This is a static archive of our old Q&A Site. Please post any new questions and answers at ask.wireshark.org.

Router appears to block proper TCP Session Teardown (FIN, ACK), Ever See This?

0

We have several Cisco (Linksys) RV082 routers in our networks. I have been trying to run down a problem with a new application that appears to be network related. After 3 weeks of investigation, it appears our RV082 router is terminating some TCP conversations before the full teardown handshake can take place. I have done simultaneous packet capture on both sides of the router and compared the conversations/sessions. (I can provide full packet captures if it comes to that).

Anyway, The client is INSIDE the network and the SERVER is outside. The client establishes an HTTP session with the server. This all looks OK. Data is requested and received. The problem starts when the server then requests that the session be terminated.

[Start of session...] Server: [FIN, ACK] Client: [ACK]

The client then sends 10 FIN, ACK packets (in exponentially increasing delay) which never make it through the router. It appears that the router has slammed the door after the client ACK's the server's FIN, ACK...

This is not an isolated problem and I can see exactly the same behavior on many occasions. Although it appears that the conversation payload is being delivered, I suspect the application in question is throwing away the data if it thinks the port was not closed properly. I've been trying to educate myself on whether this is the root cause of our issue, and everything I read seems to indicate that this is not proper behavior.

I've posted this info on the Cisco SMB support forum, but they don't seem to have any interest in commenting on this behavior. (They reply with some boilerplate about making sure I don't have an Virus' on my network and that all my NIC cards are working properly!)

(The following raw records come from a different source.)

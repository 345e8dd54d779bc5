//! Local mirror of the mobs the server reports, reconciled snapshot by
//! snapshot.
//!
//! Every `WorldState` is a complete picture: an id missing from a snapshot is
//! gone as of that snapshot. Each id goes Unknown -> Live -> Gone, and a later
//! reappearance starts over as a new mob.

use log::{debug, warn};
use shared::{Indicator, MobId, MobRecord, MobState, PlayerRelation, Species, Vec2, WorldState};
use std::collections::HashMap;

/// What changed for a single mob during one reconciliation pass.
#[derive(Debug, Clone, PartialEq)]
pub enum MobEffect {
    Spawned {
        id: MobId,
        species: Species,
        pos: Vec2,
        heading: f32,
        state: MobState,
        relation: PlayerRelation,
    },
    Moved {
        id: MobId,
        pos: Vec2,
        heading: f32,
    },
    StateChanged {
        id: MobId,
        state: MobState,
    },
    RelationChanged {
        id: MobId,
        relation: PlayerRelation,
    },
    Despawned {
        id: MobId,
    },
}

impl MobEffect {
    pub fn id(&self) -> MobId {
        match self {
            MobEffect::Spawned { id, .. }
            | MobEffect::Moved { id, .. }
            | MobEffect::StateChanged { id, .. }
            | MobEffect::RelationChanged { id, .. }
            | MobEffect::Despawned { id } => *id,
        }
    }
}

/// A live mob as last reported.
#[derive(Debug, Clone, PartialEq)]
pub struct TrackedMob {
    pub id: MobId,
    pub species: Species,
    pub pos: Vec2,
    pub heading: f32,
    pub state: MobState,
    pub relation: PlayerRelation,
    seen: bool,
}

impl TrackedMob {
    fn from_record(record: &MobRecord) -> Self {
        Self {
            id: record.id,
            species: record.species,
            pos: record.pos,
            heading: record.heading,
            state: record.state,
            relation: record.relation,
            seen: true,
        }
    }
}

pub struct ClientGameState {
    mobs: HashMap<MobId, TrackedMob>,
    indicators: Vec<Indicator>,
    steps_remaining: u64,
    snapshots_applied: u64,
}

impl ClientGameState {
    pub fn new() -> Self {
        Self {
            mobs: HashMap::new(),
            indicators: Vec::new(),
            steps_remaining: 0,
            snapshots_applied: 0,
        }
    }

    /// Diffs `snapshot` against the live set and returns the effects in the
    /// order they happened: per record in delivery order, then despawns.
    pub fn apply_world_state(&mut self, snapshot: &WorldState) -> Vec<MobEffect> {
        let mut effects = Vec::with_capacity(snapshot.mobs.len());

        for mob in self.mobs.values_mut() {
            mob.seen = false;
        }

        for record in &snapshot.mobs {
            match self.mobs.get_mut(&record.id) {
                None => {
                    self.mobs.insert(record.id, TrackedMob::from_record(record));
                    effects.push(MobEffect::Spawned {
                        id: record.id,
                        species: record.species,
                        pos: record.pos,
                        heading: record.heading,
                        state: record.state,
                        relation: record.relation,
                    });
                }
                Some(mob) => {
                    if mob.seen {
                        warn!(
                            "Mob {} reported twice in one snapshot, keeping the later record",
                            record.id
                        );
                    }
                    if mob.species != record.species {
                        debug!(
                            "Mob {} reported species {} but was spawned as {}",
                            record.id, record.species, mob.species
                        );
                    }

                    mob.pos = record.pos;
                    mob.heading = record.heading;
                    mob.seen = true;
                    effects.push(MobEffect::Moved {
                        id: record.id,
                        pos: record.pos,
                        heading: record.heading,
                    });

                    if mob.state != record.state {
                        mob.state = record.state;
                        effects.push(MobEffect::StateChanged {
                            id: record.id,
                            state: record.state,
                        });
                    }

                    if mob.relation != record.relation {
                        mob.relation = record.relation;
                        effects.push(MobEffect::RelationChanged {
                            id: record.id,
                            relation: record.relation,
                        });
                    }
                }
            }
        }

        let mut gone: Vec<MobId> = self
            .mobs
            .values()
            .filter(|mob| !mob.seen)
            .map(|mob| mob.id)
            .collect();
        gone.sort_unstable();

        for id in gone {
            self.mobs.remove(&id);
            effects.push(MobEffect::Despawned { id });
        }

        self.indicators = snapshot.indicators.clone();
        self.indicators.sort_by(|a, b| a.force.total_cmp(&b.force));
        self.steps_remaining = snapshot.steps_remaining;
        self.snapshots_applied += 1;

        effects
    }

    pub fn mob(&self, id: MobId) -> Option<&TrackedMob> {
        self.mobs.get(&id)
    }

    /// The local player's own mob, if currently visible.
    pub fn self_mob(&self, self_id: Option<MobId>) -> Option<&TrackedMob> {
        self_id.and_then(|id| self.mobs.get(&id))
    }

    pub fn mobs(&self) -> impl Iterator<Item = &TrackedMob> {
        self.mobs.values()
    }

    pub fn mob_count(&self) -> usize {
        self.mobs.len()
    }

    /// Indicators from the latest snapshot, weakest first.
    pub fn indicators(&self) -> &[Indicator] {
        &self.indicators
    }

    pub fn steps_remaining(&self) -> u64 {
        self.steps_remaining
    }

    pub fn snapshots_applied(&self) -> u64 {
        self.snapshots_applied
    }

    /// Forgets every mob without producing effects.
    pub fn clear(&mut self) {
        self.mobs.clear();
        self.indicators.clear();
        self.steps_remaining = 0;
        self.snapshots_applied = 0;
    }
}

impl Default for ClientGameState {
    fn default() -> Self {
        Self::new()
    }
}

Has anyone ever seem this before? Is this likely a bona-fida bug in our router's firmware?

asked 25 Feb '13, 11:52

evanevery's gravatar image

evanevery
1113
accept rate: 0%


2 Answers:

3

Replacing the routers may solve your problem, but I think it's premature to put all the blame on the routers. It seems that you also have an application that's not as well behaved as it could be. Let's start with the image you posted of captured traffic at http://homecommunity.cisco.com/t5/Wired-Routers/RV082-Dropping-Packets-captures-included/td-p/612638 .

It appears that the time display format was set to "Seconds since beginning of capture." In packet 8, the server sends its FIN/ACK. In packet 9, 39 ms later, the client responds with an ACK. In packet 10, over 39 seconds later, the client sends its own FIN/ACK.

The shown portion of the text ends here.